Figure 4. Increased expression and activity of 12-LOX are associated with active tuberculosis in humans

a-b. ALOX12-promoter luciferase reporter plasmids carrying different alleles at rs3840880 or rs9904779 were transfected into HeLa cells. After 48h, the indicated luciferase activities were quantified. “F/R value” indicates the ratio of Firefly/Renilla luciferase. Values shown as Mean ± SD. **, p<0.001, one-way ANOVA with Tukey's multiple comparison test. c. The concentrations of 12-HETE in the plasma from healthy controls, ‘HC’ (n = 10), latent TB infection, ‘LTBI’ (n = 10), pulmonary tuberculosis, ‘TB’ (n = 20), and subjects suffering from non-TB lung disease, ‘non-TB’ (n = 10) were determined by ELISA. d. 12-HETE levels in the plasma of active TB patients were determined by ELISA at the indicated time points after initiation of anti-TB chemotherapy. e. 12-HETE levels were significantly correlated with the neutrophil counts in the BALF of patients with pulmonary TB, at the time of diagnosis (n=42). The difference among groups were compared by using one-way ANOVA followed by Tukey's multiple comparison test *, p<0.05, **, p<0.001. Pearson's correlation coefficient (r) and P value of correlation (P) are indicated.

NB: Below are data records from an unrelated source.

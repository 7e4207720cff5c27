//! Provider registry
//!
//! Maps identifiers to providers. Configuration installs providers into a
//! plain map; [`ProviderRegistry::freeze`] then copies the entries into a
//! concurrent map used during resolution.
//!
//! Updates follow an optimistic discipline: read the current entry, compute the
//! replacement, compare-and-replace, retry on mismatch.

use std::cell::RefCell;
use std::collections::HashMap;
use std::collections::hash_map::Entry as MapEntry;
use std::sync::Arc;

use dashmap::DashMap;
use dashmap::mapref::entry::Entry as DashEntry;
use tracing::debug;

use crate::error::{DiError, DiResult};
use crate::identifier::Identifier;
use crate::provider::{AggregateProvider, EmptySetProvider, SharedProvider};

/// Registry entry: one provider, or several under multi-binding.
#[derive(Clone)]
pub(crate) enum Binding {
	Single(SharedProvider),
	Multiple(Arc<[SharedProvider]>),
}

impl Binding {
	/// Snapshot identity, used for compare-and-replace.
	fn same_as(&self, other: &Binding) -> bool {
		match (self, other) {
			(Binding::Single(a), Binding::Single(b)) => Arc::ptr_eq(a, b),
			(Binding::Multiple(a), Binding::Multiple(b)) => Arc::ptr_eq(a, b),
			_ => false,
		}
	}
}

/// Backing map of a registry
pub(crate) trait ProviderStore {
	fn lookup(&self, identifier: &Identifier) -> Option<Binding>;

	/// Inserts `binding` if the identifier is vacant, otherwise returns the occupant.
	fn put_if_absent(&self, identifier: &Identifier, binding: Binding) -> Option<Binding>;

	/// Replaces the entry if it is still `expected`.
	fn replace(&self, identifier: &Identifier, expected: &Binding, binding: Binding) -> bool;

	fn len(&self) -> usize;
}

/// Single-threaded store used while configuring.
#[derive(Default)]
pub(crate) struct ConfigurationStore {
	map: RefCell<HashMap<Identifier, Binding>>,
}

impl ProviderStore for ConfigurationStore {
	fn lookup(&self, identifier: &Identifier) -> Option<Binding> {
		self.map.borrow().get(identifier).cloned()
	}

	fn put_if_absent(&self, identifier: &Identifier, binding: Binding) -> Option<Binding> {
		match self.map.borrow_mut().entry(identifier.clone()) {
			MapEntry::Occupied(occupied) => Some(occupied.get().clone()),
			MapEntry::Vacant(vacant) => {
				vacant.insert(binding);
				None
			}
		}
	}

	fn replace(&self, identifier: &Identifier, expected: &Binding, binding: Binding) -> bool {
		match self.map.borrow_mut().get_mut(identifier) {
			Some(current) if current.same_as(expected) => {
				*current = binding;
				true
			}
			_ => false,
		}
	}

	fn len(&self) -> usize {
		self.map.borrow().len()
	}
}

/// Concurrent store used after [`ProviderRegistry::freeze`].
#[derive(Default)]
pub(crate) struct ConcurrentStore {
	map: DashMap<Identifier, Binding>,
}

impl ProviderStore for ConcurrentStore {
	fn lookup(&self, identifier: &Identifier) -> Option<Binding> {
		self.map.get(identifier).map(|entry| entry.value().clone())
	}

	fn put_if_absent(&self, identifier: &Identifier, binding: Binding) -> Option<Binding> {
		match self.map.entry(identifier.clone()) {
			DashEntry::Occupied(occupied) => Some(occupied.get().clone()),
			DashEntry::Vacant(vacant) => {
				vacant.insert(binding);
				None
			}
		}
	}

	fn replace(&self, identifier: &Identifier, expected: &Binding, binding: Binding) -> bool {
		match self.map.get_mut(identifier) {
			Some(mut current) if current.same_as(expected) => {
				*current = binding;
				true
			}
			_ => false,
		}
	}

	fn len(&self) -> usize {
		self.map.len()
	}
}

/// Identifier to provider map.
///
/// With multi-binding disabled, every identifier holds at most one provider
/// and any multi-value request is rejected.
pub(crate) struct ProviderRegistry<S> {
	store: S,
	multi_binding: bool,
}

impl ProviderRegistry<ConfigurationStore> {
	pub(crate) fn new(multi_binding: bool) -> Self {
		Self {
			store: ConfigurationStore::default(),
			multi_binding,
		}
	}

	/// Copies the entries into a concurrent registry.
	pub(crate) fn freeze(self) -> ProviderRegistry<ConcurrentStore> {
		let map: DashMap<Identifier, Binding> = self.store.map.into_inner().into_iter().collect();
		debug!("Froze provider registry with {} bindings", map.len());
		ProviderRegistry {
			store: ConcurrentStore { map },
			multi_binding: self.multi_binding,
		}
	}
}

impl<S: ProviderStore> ProviderRegistry<S> {
	pub(crate) fn permits_multi_binding(&self) -> bool {
		self.multi_binding
	}

	pub(crate) fn len(&self) -> usize {
		self.store.len()
	}

	/// Installs `provider` at `identifier`.
	///
	/// Returns the reason on failure so the caller can add context.
	pub(crate) fn install(&self, identifier: &Identifier, provider: SharedProvider) -> Option<String> {
		loop {
			let Some(existing) = self.store.lookup(identifier) else {
				if self
					.store
					.put_if_absent(identifier, Binding::Single(Arc::clone(&provider)))
					.is_none()
				{
					debug!("Installed provider for {}", identifier);
					return None;
				}
				continue;
			};

			if !self.multi_binding {
				return Some(format!("Duplicate binding exists for identifier {}", identifier));
			}
			if !provider.permits_multi_binding() {
				return Some(not_multi_bindable(identifier));
			}
			let appended = match &existing {
				Binding::Single(current) => {
					if !current.permits_multi_binding() {
						return Some(not_multi_bindable(identifier));
					}
					vec![Arc::clone(current), Arc::clone(&provider)]
				}
				Binding::Multiple(current) => {
					let mut providers = current.to_vec();
					providers.push(Arc::clone(&provider));
					providers
				}
			};
			if self
				.store
				.replace(identifier, &existing, Binding::Multiple(appended.into()))
			{
				debug!("Appended multi-bound provider for {}", identifier);
				return None;
			}
		}
	}

	/// The provider for `identifier`, synthesising one with `on_miss` if none is
	/// installed.
	///
	/// `on_miss` may run more than once under contention; only the first
	/// provider to be installed is ever returned.
	pub(crate) fn request_single<F>(&self, identifier: &Identifier, on_miss: F) -> DiResult<SharedProvider>
	where
		F: FnOnce(&Identifier) -> DiResult<SharedProvider>,
	{
		if let Some(binding) = self.store.lookup(identifier) {
			return single_of(identifier, binding);
		}

		let created = on_miss(identifier)?;
		match self
			.store
			.put_if_absent(identifier, Binding::Single(Arc::clone(&created)))
		{
			None => {
				debug!("Installed automatic binding for {}", identifier);
				Ok(created)
			}
			Some(winner) => {
				debug!("Discarding automatic binding for {}; another was installed first", identifier);
				single_of(identifier, winner)
			}
		}
	}

	/// An aggregate provider over every provider bound at `identifier`.
	pub(crate) fn request_multiple(&self, identifier: &Identifier) -> DiResult<SharedProvider> {
		if !self.multi_binding {
			return Err(DiError::MultiBinding(format!(
				"Multiple bindings were requested for identifier {}, but the multi-binding feature must be explicitly enabled with InjectorBuilder::multi_bindings(true)",
				identifier
			)));
		}
		match self.store.lookup(identifier) {
			None => Ok(Arc::new(EmptySetProvider)),
			Some(Binding::Multiple(providers)) => Ok(Arc::new(AggregateProvider::new(providers))),
			Some(Binding::Single(provider)) => {
				if !provider.permits_multi_binding() {
					return Err(DiError::MultiBinding(format!(
						"Multiple bindings were requested for identifier {}, but the registered binding does not permit multi-binding",
						identifier
					)));
				}
				Ok(Arc::new(AggregateProvider::new(Arc::from(vec![provider]))))
			}
		}
	}

	/// The provider bound at `identifier`, if any. Never synthesises one.
	pub(crate) fn request_optional(&self, identifier: &Identifier) -> DiResult<Option<SharedProvider>> {
		self.store
			.lookup(identifier)
			.map(|binding| single_of(identifier, binding))
			.transpose()
	}
}

fn single_of(identifier: &Identifier, binding: Binding) -> DiResult<SharedProvider> {
	match binding {
		Binding::Single(provider) => Ok(provider),
		Binding::Multiple(_) => Err(DiError::MultiBinding(format!(
			"Multiple bindings are registered for identifier {}, but only one instance was requested",
			identifier
		))),
	}
}

fn not_multi_bindable(identifier: &Identifier) -> String {
	format!(
		"Binding for identifier {} does not permit multi-binding. Mark every producer bound to it with the multi-binding marker",
		identifier
	)
}

#[cfg(test)]
mod tests {
	use super::*;
	use crate::error::ErrorKind;
	use crate::instance::Instance;
	use crate::provider::{FixedProvider, MultiBindable};
	use rstest::rstest;
	use std::sync::atomic::{AtomicUsize, Ordering};

	struct Plugin(u8);

	fn fixed(value: u8) -> SharedProvider {
		Arc::new(FixedProvider::new(Instance::new(Arc::new(Plugin(value)))))
	}

	fn bindable(value: u8) -> SharedProvider {
		Arc::new(MultiBindable::new(fixed(value)))
	}

	#[rstest]
	fn test_single_registry_rejects_duplicates() {
		// Arrange
		let registry = ProviderRegistry::new(false);
		let id = Identifier::of::<Plugin>();

		// Act
		let first = registry.install(&id, fixed(1));
		let second = registry.install(&id, fixed(2));

		// Assert
		assert!(first.is_none());
		assert!(second.unwrap().contains("Duplicate binding"));
		assert_eq!(registry.len(), 1);
	}

	#[rstest]
	fn test_multi_registry_appends_eligible_providers() {
		// Arrange
		let registry = ProviderRegistry::new(true);
		let id = Identifier::of::<Plugin>();

		// Act
		let results = [
			registry.install(&id, bindable(1)),
			registry.install(&id, bindable(2)),
			registry.install(&id, bindable(3)),
		];

		// Assert
		assert!(results.iter().all(Option::is_none));
		match registry.store.lookup(&id) {
			Some(Binding::Multiple(providers)) => assert_eq!(providers.len(), 3),
			_ => panic!("expected a multi-provider entry"),
		}
	}

	#[rstest]
	#[case(fixed(1), bindable(2))]
	#[case(bindable(1), fixed(2))]
	fn test_multi_registry_requires_both_sides_eligible(
		#[case] first: SharedProvider,
		#[case] second: SharedProvider,
	) {
		// Arrange
		let registry = ProviderRegistry::new(true);
		let id = Identifier::of::<Plugin>();
		registry.install(&id, first);

		// Act
		let reason = registry.install(&id, second);

		// Assert
		assert!(reason.unwrap().contains("does not permit multi-binding"));
	}

	#[rstest]
	fn test_request_single_rejects_multi_entry() {
		// Arrange
		let registry = ProviderRegistry::new(true);
		let id = Identifier::of::<Plugin>();
		registry.install(&id, bindable(1));
		registry.install(&id, bindable(2));

		// Act
		let error = registry
			.request_single(&id, |_| Ok(fixed(9)))
			.unwrap_err();

		// Assert
		assert!(error.is_a(ErrorKind::MisconfiguredBindings));
		assert!(error.to_string().contains("only one instance was requested"));
	}

	#[rstest]
	fn test_request_single_installs_on_miss_once() {
		// Arrange
		let registry = ProviderRegistry::new(false).freeze();
		let id = Identifier::of::<Plugin>();
		let calls = AtomicUsize::new(0);
		let on_miss = |_: &Identifier| {
			calls.fetch_add(1, Ordering::SeqCst);
			Ok(fixed(4))
		};

		// Act
		let first = registry.request_single(&id, on_miss).unwrap();
		let second = registry.request_single(&id, on_miss).unwrap();

		// Assert
		assert!(Arc::ptr_eq(&first, &second));
		assert_eq!(calls.load(Ordering::SeqCst), 1);
	}

	#[rstest]
	fn test_request_multiple_outcomes() {
		// Arrange
		let simple = ProviderRegistry::new(false);
		let multi = ProviderRegistry::new(true);
		let id = Identifier::of::<Plugin>();
		multi.install(&Identifier::named::<Plugin>("single"), fixed(1));

		// Act
		let disabled = simple.request_multiple(&id);
		let empty = multi.request_multiple(&id);
		let ineligible = multi.request_multiple(&Identifier::named::<Plugin>("single"));

		// Assert
		assert_eq!(disabled.unwrap_err().kind(), ErrorKind::MultiBinding);
		assert!(empty.is_ok());
		assert!(ineligible.unwrap_err().to_string().contains("does not permit"));
	}

	#[rstest]
	fn test_request_optional() {
		// Arrange
		let registry = ProviderRegistry::new(false);
		let bound = Identifier::named::<Plugin>("bound");
		registry.install(&bound, fixed(1));

		// Act
		let present = registry.request_optional(&bound).unwrap();
		let absent = registry.request_optional(&Identifier::of::<Plugin>()).unwrap();

		// Assert
		assert!(present.is_some());
		assert!(absent.is_none());
	}

	#[rstest]
	fn test_freeze_keeps_entries() {
		// Arrange
		let registry = ProviderRegistry::new(true);
		registry.install(&Identifier::of::<Plugin>(), bindable(1));
		registry.install(&Identifier::of::<Plugin>(), bindable(2));
		registry.install(&Identifier::named::<Plugin>("x"), fixed(3));

		// Act
		let frozen = registry.freeze();

		// Assert
		assert_eq!(frozen.len(), 2);
		assert!(frozen.permits_multi_binding());
		assert!(frozen.request_multiple(&Identifier::of::<Plugin>()).is_ok());
	}
}
//! Automatic binding of concrete types
//!
//! A registered, unqualified, non-abstract type without an explicit binding is
//! bound on first access: a constructor is selected, its parameters classified,
//! and the result wrapped with post-construction member injection and, for
//! types carrying the singleton marker, single-instance scoping.

mod constructor_scan;
mod member_scan;

use std::fmt;
use std::sync::Arc;

use tracing::debug;

use crate::context::ResolutionContext;
use crate::dependency::DependencyBunch;
use crate::error::{DiError, DiResult, ResultExt};
use crate::instance::Instance;
use crate::marker::Vocabulary;
use crate::provider::{ContextualProvider, SharedProvider, SingletonProvider};
use crate::settings::InjectionSettings;
use crate::type_info::{ConstructFn, Receiver, TypeInfo};

pub(crate) use constructor_scan::select_constructor;
pub(crate) use member_scan::{MemberInjection, StaticMemberKey, scan_members};

/// Builds the provider used to bind `info` automatically.
pub(crate) fn automatic_provider(
	settings: &InjectionSettings,
	vocabulary: &dyn Vocabulary,
	info: &TypeInfo,
) -> DiResult<SharedProvider> {
	let constructor = select_constructor(settings, vocabulary, info)?;
	let name = format!("{}::{}", info.key(), constructor.name());
	let dependencies = DependencyBunch::collect(vocabulary, &name, constructor.parameters())?;

	let mut provider: SharedProvider = Arc::new(ConstructorProvider {
		name,
		dependencies,
		construct: constructor.construct_fn(),
	});

	let injections = scan_members(settings, vocabulary, info)?;
	if !injections.is_empty() {
		provider = Arc::new(PostConstructionProvider {
			delegate: provider,
			receiver: info.receiver(),
			injections: injections.into(),
		});
	}

	if vocabulary.has_singleton(info.markers()) {
		provider = Arc::new(SingletonProvider::new(provider, info.key().to_string()));
	}

	debug!("Created automatic binding for {}", info.key());
	Ok(provider)
}

/// Invokes a constructor with resolved arguments.
struct ConstructorProvider {
	name: String,
	dependencies: DependencyBunch,
	construct: ConstructFn,
}

impl fmt::Debug for ConstructorProvider {
	fn fmt(&self, f: &mut fmt::Formatter<'_>) -> fmt::Result {
		f.debug_struct("ConstructorProvider")
			.field("name", &self.name)
			.field("dependencies", &self.dependencies)
			.finish_non_exhaustive()
	}
}

impl ContextualProvider for ConstructorProvider {
	fn provide(&self, context: &mut ResolutionContext<'_>) -> DiResult<Instance> {
		let arguments = self
			.dependencies
			.resolve_all(context)
			.context_with(|| format!("Invoking constructor {}", self.name))?;
		(self.construct)(arguments).map_err(|source| {
			DiError::invocation(format!("Constructor {} failed", self.name), source)
		})
	}
}

/// Injects members into the instance produced by its delegate.
struct PostConstructionProvider {
	delegate: SharedProvider,
	receiver: Receiver,
	injections: Arc<[MemberInjection]>,
}

impl fmt::Debug for PostConstructionProvider {
	fn fmt(&self, f: &mut fmt::Formatter<'_>) -> fmt::Result {
		f.debug_struct("PostConstructionProvider")
			.field("delegate", &self.delegate)
			.field("injections", &self.injections)
			.finish_non_exhaustive()
	}
}

impl ContextualProvider for PostConstructionProvider {
	fn provide(&self, context: &mut ResolutionContext<'_>) -> DiResult<Instance> {
		let instance = self.delegate.provide(context)?;
		for injection in self.injections.iter() {
			injection.inject(&instance, self.receiver, context)?;
		}
		Ok(instance)
	}
}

Figure 5. ALOX12 in expressed in inflammatory areas of cavitary TB lesions

(a-e) Representative single channel images of a lung cavity, including the caseous center at the bottom and adjacent cellular/fibrotic layers, stained for DAPI (a), ALOX12 (b) MPO (c) and a merged image of all three (e). d. Hematoxylin-eosin (H&E) staining of the region shown in (a-e). f. Magnification of the inset outlined in (e) showing the co-localization of MPO positive cells and ALOX12 at the interface between the caseous region and cellular rim. The numbers to the right refer to the 5 regions of the cavitary lesion delineated in panel (h), from the caseum and outward into the uninvolved lung tissue. (g) H&E staining of the region shown in (f). Arrows in (f-g) denote MPO- and ALOX12-positive neutrophils with characteristic multi-lobular nuclei. h. Quantification of ALOX12, TNF-α, Iba-1 and MPO positive pixels in regions extending from the caseous center to the outer rim and into the cellular and fibrotic layers, performed in 4 different cavitary tissues and averaged. Arbitrary units (A.U.) on y-axis indicates the average number of positive pixels in the indicated region. X-axis indicates the ‘distance’ from a fixed point in the caseum. The analysis is described in detail in the Methods section.